Através dos anos, apenas sobrevivo, meio morto, meio vivo. No final de mais um dia, obediente à ordem do cosmos, o sol se põe, dando lugar no firmamento à primeira estrela que surge ainda tímida, escoltando a lua nova. Ou escoltada pela lua nova, mas isso é uma questão de ciência estrelar e não coaduna com licenças poéticas.

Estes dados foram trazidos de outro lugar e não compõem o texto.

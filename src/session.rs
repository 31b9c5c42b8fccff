//! Caller-held generation state.
//!
//! A session owns the current options and the password derived from them.
//! Every setter that changes an option re-runs the generator, so the
//! password always matches the options on display.

use rand::rngs::ThreadRng;
use rand::Rng;
use zeroize::Zeroizing;

use crate::error::Result;
use crate::generator::{self, clamp_length, GenerationOptions};
use crate::ui::Clipboard;

pub struct Session<R: Rng = ThreadRng> {
    options: GenerationOptions,
    password: Zeroizing<String>,
    revision: u64,
    rng: R,
}

impl Session<ThreadRng> {
    pub fn new(options: GenerationOptions) -> Self {
        Self::with_rng(options, rand::thread_rng())
    }
}

impl<R: Rng> Session<R> {
    /// Start a session with an explicit RNG and generate the first password.
    pub fn with_rng(options: GenerationOptions, rng: R) -> Self {
        let mut session = Self {
            options: GenerationOptions::new(
                options.length,
                options.include_digits,
                options.include_symbols,
            ),
            password: Zeroizing::new(String::new()),
            revision: 0,
            rng,
        };
        session.regenerate();
        session
    }

    pub fn options(&self) -> &GenerationOptions {
        &self.options
    }

    pub fn password(&self) -> &str {
        self.password.as_str()
    }

    /// Number of passwords generated so far.
    pub fn revision(&self) -> u64 {
        self.revision
    }

    pub fn regenerate(&mut self) {
        self.password = Zeroizing::new(generator::generate_with(&self.options, &mut self.rng));
        self.revision += 1;
        log::debug!(
            "revision {}: regenerated with length {}",
            self.revision,
            self.options.length
        );
    }

    /// Set the length (clamped). Returns whether a new password was generated.
    pub fn set_length(&mut self, length: usize) -> bool {
        let length = clamp_length(length);
        self.update(GenerationOptions {
            length,
            ..self.options
        })
    }

    pub fn set_include_digits(&mut self, include: bool) -> bool {
        self.update(GenerationOptions {
            include_digits: include,
            ..self.options
        })
    }

    pub fn set_include_symbols(&mut self, include: bool) -> bool {
        self.update(GenerationOptions {
            include_symbols: include,
            ..self.options
        })
    }

    pub fn toggle_digits(&mut self) {
        self.set_include_digits(!self.options.include_digits);
    }

    pub fn toggle_symbols(&mut self) {
        self.set_include_symbols(!self.options.include_symbols);
    }

    /// Write the current password to `clipboard`.
    pub fn copy_to<C: Clipboard + ?Sized>(&self, clipboard: &mut C) -> Result<()> {
        clipboard.write_text(self.password())
    }

    fn update(&mut self, options: GenerationOptions) -> bool {
        if options == self.options {
            return false;
        }
        self.options = options;
        self.regenerate();
        true
    }
}

#[cfg(test)]
mod tests {
    use super::*;
    use crate::generator::{MAX_LENGTH, MIN_LENGTH};
    use crate::ui::tests::MemoryClipboard;
    use rand::rngs::StdRng;
    use rand::SeedableRng;

    fn session(options: GenerationOptions) -> Session<StdRng> {
        Session::with_rng(options, StdRng::seed_from_u64(99))
    }

    #[test]
    fn test_generates_on_start() {
        let s = session(GenerationOptions::default());
        assert_eq!(s.revision(), 1);
        assert_eq!(s.password().len(), 8);
        assert!(s.password().chars().all(|c| c.is_ascii_lowercase()));
    }

    #[test]
    fn test_start_clamps_length() {
        let s = session(GenerationOptions {
            length: 2,
            include_digits: false,
            include_symbols: false,
        });
        assert_eq!(s.options().length, MIN_LENGTH);
        assert_eq!(s.password().len(), MIN_LENGTH);
    }

    #[test]
    fn test_length_change_recomputes() {
        let mut s = session(GenerationOptions::default());
        assert!(s.set_length(20));
        assert_eq!(s.revision(), 2);
        assert_eq!(s.password().len(), 20);
    }

    #[test]
    fn test_same_length_does_not_recompute() {
        let mut s = session(GenerationOptions::default());
        let before = s.password().to_string();
        assert!(!s.set_length(8));
        assert_eq!(s.revision(), 1);
        assert_eq!(s.password(), before);
    }

    #[test]
    fn test_length_is_clamped() {
        let mut s = session(GenerationOptions::default());
        s.set_length(500);
        assert_eq!(s.options().length, MAX_LENGTH);
        assert_eq!(s.password().len(), MAX_LENGTH);

        s.set_length(1);
        assert_eq!(s.password().len(), MIN_LENGTH);
    }

    #[test]
    fn test_clamped_noop_does_not_recompute() {
        let mut s = session(GenerationOptions::new(MAX_LENGTH, false, false));
        assert!(!s.set_length(MAX_LENGTH + 50));
        assert_eq!(s.revision(), 1);
    }

    #[test]
    fn test_toggles_recompute() {
        let mut s = session(GenerationOptions::default());
        s.toggle_digits();
        assert!(s.options().include_digits);
        s.toggle_symbols();
        assert!(s.options().include_symbols);
        assert_eq!(s.revision(), 3);

        s.toggle_digits();
        assert!(!s.options().include_digits);
        assert_eq!(s.revision(), 4);
    }

    #[test]
    fn test_set_flag_noop() {
        let mut s = session(GenerationOptions::default());
        assert!(!s.set_include_digits(false));
        assert!(!s.set_include_symbols(false));
        assert_eq!(s.revision(), 1);
    }

    #[test]
    fn test_regenerate_always_recomputes() {
        let mut s = session(GenerationOptions::default());
        s.regenerate();
        s.regenerate();
        assert_eq!(s.revision(), 3);
    }

    #[test]
    fn test_copy_writes_current_password() {
        let mut s = session(GenerationOptions::new(16, true, true));
        let mut cb = MemoryClipboard::default();
        s.copy_to(&mut cb).unwrap();
        assert_eq!(cb.contents, s.password());

        s.regenerate();
        s.copy_to(&mut cb).unwrap();
        assert_eq!(cb.contents, s.password());
        assert_eq!(cb.writes, 2);
    }

    #[test]
    fn test_copy_failure_is_reported() {
        let s = session(GenerationOptions::default());
        let mut cb = MemoryClipboard {
            fail: true,
            ..Default::default()
        };
        assert!(s.copy_to(&mut cb).is_err());
        assert_eq!(s.password().len(), 8);
    }
}
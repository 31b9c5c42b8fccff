//! Subcommand handlers. `gen_pw` prints and exits, `interactive` keeps a
//! session open until the user quits.

use crate::cli::{Cli, Commands};
use crate::error::Result;

pub mod gen_pw;
pub mod interactive;

pub fn dispatch(cli: Cli) -> Result<()> {
    match cli.command {
        Commands::Gen(args) => gen_pw::run(args),
        Commands::Interactive(args) => interactive::run(args),
    }
}
//! Error type shared by the command layer.
//!
//! Password generation itself cannot fail; everything here comes from the
//! terminal, the clipboard or output encoding.

use thiserror::Error;

#[derive(Error, Debug)]
pub enum AppError {
    #[error("Clipboard error: {0}")]
    Clipboard(String),

    #[error("Prompt error: {0}")]
    Prompt(#[from] inquire::InquireError),

    #[error("IO error: {0}")]
    Io(#[from] std::io::Error),

    #[error("JSON error: {0}")]
    Json(#[from] serde_json::Error),
}

pub type Result<T> = std::result::Result<T, AppError>;
//! passgen — a small terminal password generator.
//!
//! This file is the application entry point. It is intentionally kept small
//! and is responsible only for:
//!
//! - Parsing CLI arguments
//! - Initialising logging
//! - Dispatching subcommands
//! - Exiting with appropriate status codes
//!
//! Generation lives in `generator.rs`, the option/result state in
//! `session.rs`, and all user interaction helpers in `ui.rs`.

use clap::Parser;
use console::style;

mod cli;
mod commands;
mod error;
mod generator;
mod session;
mod ui;

fn log_filter(verbose: u8) -> &'static str {
    match verbose {
        0 => "warn",
        1 => "info",
        2 => "debug",
        _ => "trace",
    }
}

fn main() {
    let cli = cli::Cli::parse();

    env_logger::Builder::from_env(
        env_logger::Env::default().default_filter_or(log_filter(cli.verbose)),
    )
    .init();

    if let Err(e) = commands::dispatch(cli) {
        eprintln!("{} {}", style("error:").red(), e);
        std::process::exit(1);
    }
}
//! Password generation for passgen.
//!
//! This module owns the character pool and the sampling routine. It performs
//! no I/O and no validation: callers pick the options, the generator draws
//! characters.
//!
//! The pool is always seeded with lowercase letters, so it can never be
//! empty and sampling has no failure path.

use rand::Rng;
use serde::Serialize;

/// Shortest password the option layer will accept.
pub const MIN_LENGTH: usize = 6;

/// Longest password the option layer will accept.
pub const MAX_LENGTH: usize = 100;

/// Length used when the user does not pick one.
pub const DEFAULT_LENGTH: usize = 8;

const LOWER: &str = "abcdefghijklmnopqrstuvwxyz";
const DIGITS: &str = "0123456789";
const SYMBOLS: &str = "+-(){}*&^%$#@!";

/// The three user-controlled generation parameters.
#[derive(Serialize, Clone, Copy, Debug, PartialEq, Eq)]
pub struct GenerationOptions {
    /// Number of characters to draw
    pub length: usize,

    /// Append `0-9` to the pool
    pub include_digits: bool,

    /// Append `+-(){}*&^%$#@!` to the pool
    pub include_symbols: bool,
}

impl GenerationOptions {
    /// Build options with `length` clamped into `[MIN_LENGTH, MAX_LENGTH]`.
    pub fn new(length: usize, include_digits: bool, include_symbols: bool) -> Self {
        Self {
            length: clamp_length(length),
            include_digits,
            include_symbols,
        }
    }
}

impl Default for GenerationOptions {
    fn default() -> Self {
        Self {
            length: DEFAULT_LENGTH,
            include_digits: false,
            include_symbols: false,
        }
    }
}

pub fn clamp_length(length: usize) -> usize {
    length.clamp(MIN_LENGTH, MAX_LENGTH)
}

/// Characters eligible for selection, lowercase letters first.
#[derive(Clone, Debug, PartialEq, Eq)]
pub struct CharacterPool {
    chars: Vec<char>,
}

impl CharacterPool {
    pub fn for_options(options: &GenerationOptions) -> Self {
        let mut charset = String::from(LOWER);
        if options.include_digits {
            charset.push_str(DIGITS);
        }
        if options.include_symbols {
            charset.push_str(SYMBOLS);
        }

        Self {
            chars: charset.chars().collect(),
        }
    }

    pub(crate) fn len(&self) -> usize {
        self.chars.len()
    }

    #[cfg(test)]
    pub fn contains(&self, c: char) -> bool {
        self.chars.contains(&c)
    }

    /// Draw one character uniformly from the pool.
    fn sample<R: Rng + ?Sized>(&self, rng: &mut R) -> char {
        self.chars[rng.gen_range(0..self.chars.len())]
    }
}

/// Generate a password using the thread-local RNG.
///
/// The result has exactly `options.length` characters. Nothing guarantees
/// that an enabled class actually shows up in the output.
pub fn generate(options: &GenerationOptions) -> String {
    generate_with(options, &mut rand::thread_rng())
}

/// Generate a password drawing from the supplied RNG.
pub fn generate_with<R: Rng + ?Sized>(options: &GenerationOptions, rng: &mut R) -> String {
    let pool = CharacterPool::for_options(options);

    let mut out = String::with_capacity(options.length);
    for _ in 0..options.length {
        out.push(pool.sample(rng));
    }

    log::trace!(
        "generated {} characters from a pool of {}",
        options.length,
        pool.len()
    );
    out
}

Condutora ou conduzida, o certo é que a lua espreita ainda nas sombras do horizonte como desejos febris da mulher apaixonada enquanto a escuridão de chumbo avança como cílios maquiados sobre a retina.
Finalmente desponta a lua, uma selene bela e esplendorosa vem prateando as montanhas e procurando seu justo lugar na abobada celestial, como a ganga nas lavras renovada cede lugar à douradas pepitas do mais puro ouro. Nesses momentos mágicos, as vozes amargas dos que caíram ao longo das jornadas fazem entender o quanto a vida pode ser dolorosa e difícil quando não se descansa, nem se bebe uma taça de vinho. Segue a ordem tranquila, ainda ornado o túnel negro do céu com nuvens brancas como bando de cisnes rodeadas por milhões de pontos cintilantes, ofertando às trevas uma opção de se renderem ao pálio de estrelas enfeitado.
Quando a vontade não tem vontade suficiente, a situação passa de maravilhosa a terrivelmente grave. Isso agora me parece. Posso até estar errado. Talvez, com a proximidade desta madrugada que se avizinha, surja um anjo de habito benfazejo aniquilando o desânimo, fazendo a alma transcender e ao menos tentar cumprir promessas feitas à luz dessa mesma lua incipiente em remoto passado. Sei lá se é mesmo assim. Pode até ser. Digam vocês o que acham de tudo isso.